Netflix 4K Review (Why You Don’t Need UHD Blu-ray)

netflix_4k_daredevilWhen the PS4 Pro was announced in September, some were miffed by Sony’s decision to exclude a 4K Blu-ray drive. I had then written a fairly extensive piece on why the PS4 Pro didn’t need such a drive (which would only add to its price) and that streaming was/is the future of 4K adoption. Now, What Hi-Fi?, the mega home theater site, has weighed in on the topic though not directly stating there is a lack of need for the PS4 Pro to have a 4K drive or speaking out against 4K Blu-ray drives in general. Instead, they’ve given their Netflix 4K review. What Hi-Fi? writes:

 But there’s a stack of 4K content available right now, from Breaking Bad to House of Cards, and more will inevitably follow.

In terms of content – bespoke content in particular – Netflix distances itself from any nominal competition.

And if you have an HDR (High Dynamic Range) compatible TV, there’s some HDR content on Netflix too. It’s not immediately obvious, as there isn’t an HDR section anywhere in the menus, but if you type HDR into the search box you’ll find a list of HDR content such as Bloodline, Marco Polo and Marvel’s Daredevil. You’ll see an HDR or Dolby Vision logo on relevant material. 

The most important piece of the puzzle for adoption of any new technology, especially when it revolves around media, is content. The PS VR launch wouldn’t be what it is if it wasn’t for the fact that there are over 30 launch titles to choose from. The same is true for 4K – content is king and Netflix is delivering. As it stands, there are nearly 50 4K titles to choose from, ranging from documentaries to comedies to action series. As for the cost, it’s $12/mo. Good luck consuming that much on physical media without it costing you hundreds of dollars.

Some will argue that streaming simply can’t match the quality of physical media which comes at you uncompressed, and on a technical level, you’re absolutely right. But between improved compression algorithms (thanks to companies like Pied Piper) and processors on 4K TVs, you’d be hard pressed to not be impressed.

 Whether 4K, Full HD or standard definition, Netflix serves video streams at exactly the sort of quality you expect. Watch a 4K stream like Better Call Saul on a 4K display and it’s prodigiously detailed, vibrant and stable.

Colours pop, contrasts punch and the sheer amount of information available for your enjoyment is thrilling. It goes without saying, but for owners of a 4K TV or, better still, a 4K projector, the £9 per month Netflix option should be compulsory.

It’s all equally high-contrast, steady-motion, fine-detail good news for Full HD too. 

With good visuals also comes good audio and Netflix once again checks off what you’d need:

 If 5.1 audio is available, Netflix will serve it up in the same manner as it does pictures: robustly and positively.
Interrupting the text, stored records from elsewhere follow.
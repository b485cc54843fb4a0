use std::collections::HashMap;
use std::sync::Arc;

use doc_store::DocId;
use parking_lot::Mutex;

use crate::error::ConceptError;

/// Binding between opaque session tokens and user identities. The
/// dispatch layer owns session lifecycle; concepts only ever receive
/// the resolved `DocId`, never a token.
pub trait SessionStore: Send + Sync {
    /// Binds the session to a user; fails when it is already bound.
    fn start(&self, session: &str, user: DocId) -> Result<(), ConceptError>;

    /// Resolves the session to its user; fails when nobody is logged in.
    fn get_user(&self, session: &str) -> Result<DocId, ConceptError>;

    /// Removes the binding; ending an unbound session is a no-op.
    fn end(&self, session: &str);

    /// Guard for login-like routes: fails when a user is logged in.
    fn is_logged_out(&self, session: &str) -> Result<(), ConceptError>;
}

pub struct InMemorySessionStore {
    bindings: Mutex<HashMap<String, DocId>>,
}

impl InMemorySessionStore {
    pub fn new() -> Self {
        Self {
            bindings: Mutex::new(HashMap::new()),
        }
    }

    pub fn shared() -> Arc<Self> {
        Arc::new(Self::new())
    }
}

impl Default for InMemorySessionStore {
    fn default() -> Self {
        Self::new()
    }
}

impl SessionStore for InMemorySessionStore {
    fn start(&self, session: &str, user: DocId) -> Result<(), ConceptError> {
        let mut bindings = self.bindings.lock();
        if bindings.contains_key(session) {
            return Err(ConceptError::NotAuthorized(
                "session already has a logged-in user".to_string(),
            ));
        }
        bindings.insert(session.to_string(), user);
        Ok(())
    }

    fn get_user(&self, session: &str) -> Result<DocId, ConceptError> {
        self.bindings
            .lock()
            .get(session)
            .copied()
            .ok_or_else(|| ConceptError::NotAuthorized("must be logged in".to_string()))
    }

    fn end(&self, session: &str) {
        self.bindings.lock().remove(session);
    }

    fn is_logged_out(&self, session: &str) -> Result<(), ConceptError> {
        if self.bindings.lock().contains_key(session) {
            return Err(ConceptError::NotAuthorized(
                "must be logged out".to_string(),
            ));
        }
        Ok(())
    }
}
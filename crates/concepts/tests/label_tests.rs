use concepts::{ConceptError, LabelConcept};
use doc_store::{DocId, Filter, Update};

fn id(n: u32) -> DocId {
    format!("00000000-0000-4000-8000-{n:012x}")
        .parse()
        .expect("id")
}

#[test]
fn create_and_query_by_name() {
    let labels = LabelConcept::in_memory();
    labels.create("team", id(10)).expect("create");
    labels.create("urgent", id(11)).expect("create");

    let team = labels
        .get_labels(&Filter::all().eq("name", "team"))
        .expect("labels");
    assert_eq!(team.len(), 1);
    assert_eq!(team[0].fields.target, id(10));
}

#[test]
fn empty_filter_lists_every_label() {
    let labels = LabelConcept::in_memory();
    labels.create("a", id(10)).expect("create");
    labels.create("b", id(11)).expect("create");
    let all = labels.get_labels(&Filter::all()).expect("labels");
    assert_eq!(all.len(), 2);
}

#[test]
fn update_may_touch_the_name_only() {
    let labels = LabelConcept::in_memory();
    let label = labels.create("team", id(10)).expect("create");

    labels
        .update(label.id, &Update::new().set("name", "newname"))
        .expect("rename");
    let doc = &labels.get_labels(&Filter::by_id(label.id)).expect("labels")[0];
    assert_eq!(doc.fields.name, "newname");

    let err = labels
        .update(label.id, &Update::new().set("target", id(11)))
        .expect_err("target is off the allow-list");
    assert!(matches!(err, ConceptError::NotAuthorized(_)));
    let doc = &labels.get_labels(&Filter::by_id(label.id)).expect("labels")[0];
    assert_eq!(doc.fields.target, id(10));
}

#[test]
fn delete_removes_the_label() {
    let labels = LabelConcept::in_memory();
    let label = labels.create("team", id(10)).expect("create");
    labels.delete(label.id).expect("delete");
    assert!(labels
        .get_labels(&Filter::by_id(label.id))
        .expect("labels")
        .is_empty());

    // Deleting an unknown label is a no-op.
    labels.delete(label.id).expect("noop");
}
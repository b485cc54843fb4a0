use serde::Serialize;
use serde_json::{Map, Value};

use crate::error::StoreError;

/// Store-managed fields no update may touch, whatever the caller's
/// allow-list says.
pub(crate) const PROTECTED_FIELDS: [&str; 3] = ["id", "created_ms", "updated_ms"];

/// Partial-update payload: a set of record fields to overwrite.
#[derive(Clone, Debug, Default)]
pub struct Update {
    fields: Map<String, Value>,
}

impl Update {
    pub fn new() -> Self {
        Self::default()
    }

    pub fn set(mut self, field: impl Into<String>, value: impl Serialize) -> Self {
        let value = serde_json::to_value(value).unwrap_or(Value::Null);
        self.fields.insert(field.into(), value);
        self
    }

    pub fn is_empty(&self) -> bool {
        self.fields.is_empty()
    }

    pub fn keys(&self) -> impl Iterator<Item = &str> {
        self.fields.keys().map(String::as_str)
    }

    pub(crate) fn fields(&self) -> &Map<String, Value> {
        &self.fields
    }
}

/// Allow-list guard every concept runs before delegating an update to
/// its store. Fails on the first field outside the allow-list and
/// nothing is applied; identity, ownership and creation time never
/// appear in any concept's allow-list.
pub fn sanitize_update(update: &Update, allowed: &[&str]) -> Result<(), StoreError> {
    for field in update.keys() {
        if !allowed.contains(&field) {
            return Err(StoreError::DisallowedField(field.to_string()));
        }
    }
    Ok(())
}
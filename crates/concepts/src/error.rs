use doc_store::{DocId, StoreError};
use thiserror::Error;

/// Failure taxonomy shared by every concept. All three variants are
/// reported synchronously to the immediate caller; none is retried or
/// swallowed here.
#[derive(Debug, Error)]
pub enum ConceptError {
    #[error("invalid input: {0}")]
    InvalidInput(String),
    #[error("not found: {0}")]
    NotFound(String),
    #[error("not authorized: {0}")]
    NotAuthorized(String),
    #[error("store error: {0}")]
    Store(String),
}

impl ConceptError {
    pub fn already_granted(user: DocId, resource: DocId) -> Self {
        Self::NotAuthorized(format!(
            "{user} has already been granted permission to {resource}"
        ))
    }

    pub fn not_owner(user: DocId, id: DocId) -> Self {
        Self::NotAuthorized(format!("{user} is not the user of {id}"))
    }
}

impl From<StoreError> for ConceptError {
    fn from(err: StoreError) -> Self {
        match err {
            // A rejected update field is a policy violation, not a
            // storage fault.
            StoreError::DisallowedField(_) | StoreError::ProtectedField(_) => {
                ConceptError::NotAuthorized(err.to_string())
            }
            other => ConceptError::Store(other.to_string()),
        }
    }
}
Anyone who has invested in a home cinema set-up (or even a soundbar) will reap the benefits with an altogether more substantial and immersive sound than those who rely on their TV’s integrated speakers. 

Don’t get me wrong, if you’ve purchased and/or are planning on purchasing the 65-inch or 100-inch Sony ZD9 alongside a monster 7.1 surround sound system, then by all means, purchase a 4K Blu-ray player and be sure to up your Netflix tier to include Ultra HD. But for the vast majority of consumers, Netflix is going to deliver quality and selection at a price physical media cannot match.

 Sit in front of it for eight hours a day and you’ll eventually run out of things to watch. But for each and every reasonable user, Netflix is an enticing service.

For 4K fans, it’s compulsory. 

Discuss:

For those who’ve given Netflix 4K a try, what are your thoughts on it?

  • rolfu

    For me it’s not a „Netflix vs. UHD BR”. In terms of quality, a stream will lose in every aspect. I use 4k beamer from Sony in a 50 m2 black cave on a 4m wide screen with Atmos. Therefore I buy “real” UHD discs if possible (like the Revenant). And I stream Netflix for the latest series. I like both.

     

    But I still don’t understand Sony’s decision: they are years ahead in the 4k beamer market, they sell ultra high end stuff like a VW5000, they produce movies and still don’t have a UHD BR player. That’s very strange. I don’t buy the Pro neither the Sony UHD BR player.

  • But that’s exactly it right? – you and I are the outliers. The average consumer doesn’t have a home theater room with Atmos sound.